At the time of the administrative hearing, Plaintiff was forty-seven years (Tr. 50). She testified that she filed an application for disability benefits because her mom told her to file for "bipolar, depression, just arguing with people" (Tr. 40). She said that people had noticed a change in her behavior since 2007 (Tr. 38, 40). She described her symptoms as mad, angry, an attitude, and "just don't want to work" (Tr. 40). Plaintiff said she did not like having bosses, that she had a bad attitude with people, and that she "cuss[ed] people out" (Tr. 41). She described speaking to shadows in her room one week before the hearing (Tr. 50-51).

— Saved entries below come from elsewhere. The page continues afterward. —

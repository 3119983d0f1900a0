use crate::app::App;
use crate::constants::APP_TITLE;
use ratatui::{
    layout::{Alignment, Rect},
    style::{Color, Modifier, Style},
    text::{Line, Span},
    widgets::Paragraph,
    Frame,
};

pub fn draw_header(f: &mut Frame<'_>, area: Rect, app: &App) {
    let lines = vec![
        Line::from(Span::styled(
            APP_TITLE,
            Style::default()
                .fg(Color::LightGreen)
                .add_modifier(Modifier::BOLD),
        )),
        Line::from(Span::styled(
            app.backend_url.clone(),
            Style::default().fg(Color::DarkGray),
        )),
    ];

    f.render_widget(Paragraph::new(lines).alignment(Alignment::Center), area);
}
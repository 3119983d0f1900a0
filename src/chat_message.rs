use crate::markdown::render_markdown;
use crate::models::{Message, Sender};
use ratatui::{
    layout::Alignment,
    style::{Color, Modifier, Style},
    text::{Line, Span},
};
use textwrap::{core::Fragment, wrap, wrap_algorithms::wrap_first_fit};
use unicode_width::UnicodeWidthChar;

const USER_COLOR: Color = Color::Rgb(255, 223, 128);
const BOT_COLOR: Color = Color::Rgb(144, 238, 144);

/// Terminal rendering of one conversation entry.
///
/// User messages hug the right edge and wrap at three quarters of the pane;
/// bot replies sit on the left and are rendered as markdown. Every line comes
/// back no wider than the pane, so one line is one terminal row.
pub struct ChatMessage<'a> {
    message: &'a Message,
}

impl<'a> ChatMessage<'a> {
    pub fn new(message: &'a Message) -> Self {
        Self { message }
    }

    pub fn render(&self, width: u16) -> Vec<Line<'static>> {
        let mut lines = Vec::new();
        let style = self.base_style();
        let width = usize::from(width.max(1));

        self.render_header(&mut lines, style);
        match self.message.sender {
            Sender::User => self.render_user_body(&mut lines, width, style),
            Sender::Bot => self.render_bot_body(&mut lines, style),
        }

        lines
            .into_iter()
            .flat_map(|line| wrap_line(line, width))
            .collect()
    }

    /// Link targets in this message, in the order they are numbered.
    pub fn links(&self) -> Vec<String> {
        match self.message.sender {
            Sender::User => Vec::new(),
            Sender::Bot => render_markdown(&self.message.text, Style::default()).links,
        }
    }

    fn base_style(&self) -> Style {
        match self.message.sender {
            Sender::User => Style::default().fg(USER_COLOR),
            Sender::Bot => Style::default().fg(BOT_COLOR),
        }
    }

    fn alignment(&self) -> Alignment {
        match self.message.sender {
            Sender::User => Alignment::Right,
            Sender::Bot => Alignment::Left,
        }
    }

    fn render_header(&self, lines: &mut Vec<Line<'static>>, style: Style) {
        let timestamp = self.message.timestamp.format("%H:%M").to_string();
        let name_style = style.add_modifier(Modifier::BOLD);
        let time_style = Style::default().fg(Color::DarkGray);

        let header = match self.message.sender {
            Sender::User => Line::from(vec![
                Span::styled(timestamp, time_style),
                Span::raw(" "),
                Span::styled("You", name_style),
            ]),
            Sender::Bot => Line::from(vec![
                Span::styled("FinBot", name_style),
                Span::raw(" "),
                Span::styled(timestamp, time_style),
            ]),
        };

        lines.push(header.alignment(self.alignment()));
    }

    fn render_user_body(&self, lines: &mut Vec<Line<'static>>, width: usize, style: Style) {
        let wrap_width = (width * 3 / 4).max(10).min(width);

        for text_line in self.message.text.lines() {
            for wrapped in wrap(text_line, wrap_width) {
                lines.push(
                    Line::from(Span::styled(wrapped.into_owned(), style))
                        .alignment(Alignment::Right),
                );
            }
        }
    }

    fn render_bot_body(&self, lines: &mut Vec<Line<'static>>, style: Style) {
        let rendered = render_markdown(&self.message.text, style);
        lines.extend(rendered.lines);
    }
}

/// One word of a styled line and the whitespace that follows it.
#[derive(Debug, Default)]
struct StyledWord {
    word: Vec<(char, Style)>,
    whitespace: Vec<(char, Style)>,
    width: usize,
    whitespace_width: usize,
}

impl Fragment for StyledWord {
    fn width(&self) -> f64 {
        self.width as f64
    }

    fn whitespace_width(&self) -> f64 {
        self.whitespace_width as f64
    }

    fn penalty_width(&self) -> f64 {
        0.0
    }
}

/// Splits `line` at word boundaries into lines at most `width` columns wide,
/// keeping each character's style. Words longer than a row are broken.
fn wrap_line(line: Line<'static>, width: usize) -> Vec<Line<'static>> {
    if line.width() <= width {
        return vec![line];
    }

    let words = split_words(&line, width);
    wrap_first_fit(&words, &[width as f64])
        .into_iter()
        .map(|row| {
            let mut chars = Vec::new();
            for (idx, word) in row.iter().enumerate() {
                chars.extend_from_slice(&word.word);
                if idx + 1 < row.len() {
                    chars.extend_from_slice(&word.whitespace);
                }
            }
            let mut wrapped = Line::from(merge_spans(chars)).style(line.style);
            wrapped.alignment = line.alignment;
            wrapped
        })
        .collect()
}

fn split_words(line: &Line<'_>, width: usize) -> Vec<StyledWord> {
    let mut words = Vec::new();
    let mut current = StyledWord::default();

    for span in &line.spans {
        for c in span.content.chars() {
            let char_width = c.width().unwrap_or(0);
            if c.is_whitespace() {
                current.whitespace.push((c, span.style));
                current.whitespace_width += char_width;
                continue;
            }

            let overflows = !current.word.is_empty() && current.width + char_width > width;
            if !current.whitespace.is_empty() || overflows {
                words.push(std::mem::take(&mut current));
            }
            current.word.push((c, span.style));
            current.width += char_width;
        }
    }

    if !current.word.is_empty() || !current.whitespace.is_empty() {
        words.push(current);
    }
    words
}

fn merge_spans(chars: Vec<(char, Style)>) -> Vec<Span<'static>> {
    let mut spans = Vec::new();
    let mut text = String::new();
    let mut style = None;

    for (c, char_style) in chars {
        if style != Some(char_style) {
            if let Some(prev) = style {
                spans.push(Span::styled(std::mem::take(&mut text), prev));
            }
            style = Some(char_style);
        }
        text.push(c);
    }
    if let Some(prev) = style {
        spans.push(Span::styled(text, prev));
    }

    spans
}
// src/models.rs

use chrono::{DateTime, Local, Utc};
use serde::{Deserialize, Serialize};
use std::fmt;

#[derive(Debug, Clone, Copy, PartialEq, Eq)]
pub enum Sender {
    User,
    Bot,
}

/// A single entry in the conversation. Never edited after creation.
#[derive(Debug, Clone, PartialEq, Eq)]
pub struct Message {
    pub sender: Sender,
    pub text: String,
    pub timestamp: DateTime<Local>,
}

impl Message {
    pub fn new(sender: Sender, text: impl Into<String>) -> Self {
        Self {
            sender,
            text: text.into(),
            timestamp: Local::now(),
        }
    }

    pub fn user(text: impl Into<String>) -> Self {
        Self::new(Sender::User, text)
    }

    pub fn bot(text: impl Into<String>) -> Self {
        Self::new(Sender::Bot, text)
    }
}

/// Body of `POST /chat`.
#[derive(Debug, Clone, Serialize, Deserialize, PartialEq, Eq)]
pub struct ChatRequest {
    pub question: String,
}

/// Body returned by `POST /chat`.
#[derive(Debug, Clone, Serialize, Deserialize, PartialEq, Eq)]
pub struct ChatResponse {
    pub answer: String,
}

#[derive(Debug, Clone, Copy, PartialEq, Eq, PartialOrd, Ord, Hash)]
pub struct RequestId(pub u64);

impl fmt::Display for RequestId {
    fn fmt(&self, f: &mut fmt::Formatter<'_>) -> fmt::Result {
        write!(f, "#{}", self.0)
    }
}

/// A question accepted by the conversation and waiting to be sent.
#[derive(Debug, Clone, PartialEq, Eq)]
pub struct PendingQuestion {
    pub id: RequestId,
    pub question: String,
}

/// The outcome of one backend call: either the answer or the fallback text.
#[derive(Debug, Clone, PartialEq, Eq)]
pub struct Settlement {
    pub id: RequestId,
    pub reply: String,
}

/// Logs details of each API call.
#[derive(Debug, Serialize, Deserialize)]
pub struct ApiCallLog {
    pub timestamp: DateTime<Utc>,
    pub endpoint: String,
    pub request_summary: String,
    /// `None` when the request never got a response.
    pub response_status: Option<u16>,
    pub response_time_ms: u128,
}
use crate::chat_message::ChatMessage;
use crate::config::Config;
use crate::conversation::Conversation;
use crate::models::{PendingQuestion, Settlement};
use crate::status_indicator::StatusIndicator;
use log::warn;
use reqwest::Url;

#[derive(Debug, Clone, Copy, PartialEq, Eq)]
pub enum AppState {
    Chat,
    /// Waiting for the number of a link in the message at this index.
    PickLink(usize),
    QuitConfirm,
    Quit,
}

/// Where keyboard input goes.
#[derive(Debug, Clone, Copy, PartialEq, Eq)]
pub enum Focus {
    Input,
    Suggestion(usize),
}

pub struct App {
    pub state: AppState,
    pub focus: Focus,
    pub conversation: Conversation,
    pub example_questions: Vec<String>,
    pub backend_url: String,
    /// Lines scrolled up from the newest message; 0 follows the conversation.
    pub scroll_from_bottom: u16,
    pub status_indicator: StatusIndicator,
}

impl App {
    pub fn new(config: &Config) -> App {
        App {
            state: AppState::Chat,
            focus: Focus::Input,
            conversation: Conversation::with_greeting(&config.greeting),
            example_questions: config.example_questions.clone(),
            backend_url: config.backend_url.clone(),
            scroll_from_bottom: 0,
            status_indicator: StatusIndicator::new(),
        }
    }

    pub fn submit_draft(&mut self) -> Option<PendingQuestion> {
        let pending = self.conversation.submit_draft();
        if pending.is_some() {
            self.snap_to_latest();
        }
        pending
    }

    /// Sends a quick-reply question through the same path as typed input.
    pub fn ask_example(&mut self, idx: usize) -> Option<PendingQuestion> {
        let question = self.example_questions.get(idx)?.clone();
        let pending = self.conversation.submit(&question);
        if pending.is_some() {
            self.snap_to_latest();
        }
        pending
    }

    pub fn apply_settlement(&mut self, settlement: Settlement) -> bool {
        let applied = self.conversation.settle(settlement);
        if applied {
            self.snap_to_latest();
        }
        applied
    }

    /// Scrolls back to the newest message and returns focus to the input.
    pub fn snap_to_latest(&mut self) {
        self.scroll_from_bottom = 0;
        self.focus = Focus::Input;
    }

    pub fn scroll_up(&mut self, lines: u16) {
        self.scroll_from_bottom = self.scroll_from_bottom.saturating_add(lines);
    }

    pub fn scroll_down(&mut self, lines: u16) {
        self.scroll_from_bottom = self.scroll_from_bottom.saturating_sub(lines);
    }

    /// Tab order: input, then each quick reply, then back to the input.
    pub fn focus_next(&mut self) {
        let count = self.example_questions.len();
        self.focus = match self.focus {
            Focus::Input if count > 0 => Focus::Suggestion(0),
            Focus::Suggestion(i) if i + 1 < count => Focus::Suggestion(i + 1),
            _ => Focus::Input,
        };
    }

    pub fn focus_prev(&mut self) {
        let count = self.example_questions.len();
        self.focus = match self.focus {
            Focus::Input if count > 0 => Focus::Suggestion(count - 1),
            Focus::Suggestion(i) if i > 0 => Focus::Suggestion(i - 1),
            _ => Focus::Input,
        };
    }

    pub fn on_tick(&mut self) {
        if self.conversation.is_typing() {
            self.status_indicator.update_spinner();
        }
    }

    /// Indices of messages that contain links, newest first.
    fn linked_messages(&self) -> Vec<usize> {
        self.conversation
            .messages()
            .iter()
            .enumerate()
            .rev()
            .filter(|(_, message)| !ChatMessage::new(message).links().is_empty())
            .map(|(idx, _)| idx)
            .collect()
    }

    /// Starts link picking on the newest reply with links, or moves to the
    /// next older one when already picking. Wraps around after the oldest.
    pub fn pick_link_message(&mut self) {
        let linked = self.linked_messages();
        let next = match self.state {
            AppState::PickLink(current) => linked
                .iter()
                .copied()
                .find(|&idx| idx < current)
                .or_else(|| linked.first().copied()),
            _ => linked.first().copied(),
        };

        if let Some(idx) = next {
            self.state = AppState::PickLink(idx);
        }
    }

    /// Link `number` (as shown in the reply, starting at 1) of the message at
    /// `message`, if it is a web link.
    pub fn link(&self, message: usize, number: usize) -> Option<String> {
        let message = self.conversation.messages().get(message)?;
        let url = ChatMessage::new(message)
            .links()
            .into_iter()
            .nth(number.checked_sub(1)?)?;

        if is_web_link(&url) {
            Some(url)
        } else {
            warn!("Refusing to open non-web link {}", url);
            None
        }
    }

    /// Link count and timestamp of the reply being picked from.
    pub fn picked_message_summary(&self) -> Option<(usize, String)> {
        let AppState::PickLink(idx) = self.state else {
            return None;
        };
        let message = self.conversation.messages().get(idx)?;
        let count = ChatMessage::new(message).links().len();
        Some((count, message.timestamp.format("%H:%M").to_string()))
    }
}

fn is_web_link(url: &str) -> bool {
    Url::parse(url)
        .map(|url| url.scheme() == "http" || url.scheme() == "https")
        .unwrap_or(false)
}
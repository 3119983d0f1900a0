use crate::app::{App, AppState, Focus};
use crate::chat_message::ChatMessage;
use crate::constants::INPUT_PLACEHOLDER;
use ratatui::{
    layout::Rect,
    style::{Color, Style},
    text::{Line, Span},
    widgets::{Block, Borders, Paragraph},
    Frame,
};
use unicode_width::{UnicodeWidthChar, UnicodeWidthStr};

pub fn draw_messages(f: &mut Frame<'_>, area: Rect, app: &App) {
    let mut lines: Vec<Line<'static>> = Vec::new();
    for message in app.conversation.messages() {
        if !lines.is_empty() {
            lines.push(Line::default());
        }
        lines.extend(ChatMessage::new(message).render(area.width));
    }

    // Lines are already wrapped to the pane, so each one is a single row.
    let total_lines = lines.len();
    let max_scroll = total_lines.saturating_sub(usize::from(area.height));
    let offset = max_scroll.saturating_sub(usize::from(app.scroll_from_bottom));

    let visible: Vec<Line<'static>> = lines.into_iter().skip(offset).collect();
    let msgs_para = Paragraph::new(visible).block(Block::default());
    f.render_widget(msgs_para, area);
}

/// The end of `draft` that fits in `max_width` columns.
fn visible_tail(draft: &str, max_width: usize) -> &str {
    let mut width = 0;
    let mut start = draft.len();
    for (idx, c) in draft.char_indices().rev() {
        let char_width = c.width().unwrap_or(0);
        if width + char_width > max_width {
            break;
        }
        width += char_width;
        start = idx;
    }
    &draft[start..]
}

pub fn draw_input(f: &mut Frame<'_>, area: Rect, app: &App) {
    let focused = app.focus == Focus::Input && app.state == AppState::Chat;
    let border_style = if focused {
        Style::default().fg(Color::LightYellow)
    } else {
        Style::default().fg(Color::DarkGray)
    };

    let draft = app.conversation.draft();
    // Leave a column after the text for the cursor.
    let shown = visible_tail(draft, usize::from(area.width.saturating_sub(3)));

    let content = if draft.is_empty() {
        Line::from(Span::styled(
            INPUT_PLACEHOLDER,
            Style::default().fg(Color::DarkGray),
        ))
    } else {
        Line::from(Span::styled(
            shown.to_string(),
            Style::default().fg(Color::White),
        ))
    };

    let input = Paragraph::new(content)
        .block(
            Block::default()
                .borders(Borders::ALL)
                .border_style(border_style)
                .title("Ask FinBot"),
        );
    f.render_widget(input, area);

    if focused {
        let shown_width = u16::try_from(shown.width()).unwrap_or(0);
        f.set_cursor_position((area.x + 1 + shown_width, area.y + 1));
    }
}
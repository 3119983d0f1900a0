use crate::app::{App, AppState, Focus};
use ratatui::{
    layout::{Alignment, Rect},
    style::{Color, Style},
    widgets::Paragraph,
    Frame,
};

/// Draws the footer with dynamic instructions
pub fn draw_footer(f: &mut Frame<'_>, area: Rect, app: &App) {
    let instructions = match (app.state, app.focus) {
        (AppState::QuitConfirm, _) => "Press 'y' to confirm quit or 'n' to cancel.".to_string(),
        (AppState::PickLink(_), _) => match app.picked_message_summary() {
            Some((count, time)) => format!(
                "Links in the {} reply: 1-{} to open · Ctrl+O older reply · Esc to cancel",
                time, count
            ),
            None => "Esc to cancel".to_string(),
        },
        (_, Focus::Suggestion(_)) => {
            "Enter to ask, Tab/Shift+Tab to move, Esc to return to the input.".to_string()
        }
        _ => concat!(
            "Enter to send · F1-F4 quick replies · Tab to pick · PgUp/PgDn scroll · ",
            "Ctrl+O links · Esc to quit"
        )
        .to_string(),
    };

    let footer = Paragraph::new(instructions)
        .style(Style::default().fg(Color::LightCyan))
        .alignment(Alignment::Center);

    f.render_widget(footer, area);
}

Plaintiff stopped attending school in ninth grade, testifying that, "I couldn't learn in school. I had two kids at home and my mom watched them while I went to school. And I tried learning and that and just couldn't do it" (Tr. 53). She said she repeated ninth grade twice, and flunked either fourth or fifth grade (Tr. 62). Plaintiff reported that she was never tested for special education (Tr. 62). She was able to pass the test for her driver's license, but was unable to get her GED (Tr. 54-55). Plaintiff reported an ability to read books meant for three- or four-year-olds (Tr. 59). She also said she had no problems understanding her job when she worked (Tr. 64). Plaintiff has seven grown children and sixteen grandchildren (Tr. 56-57).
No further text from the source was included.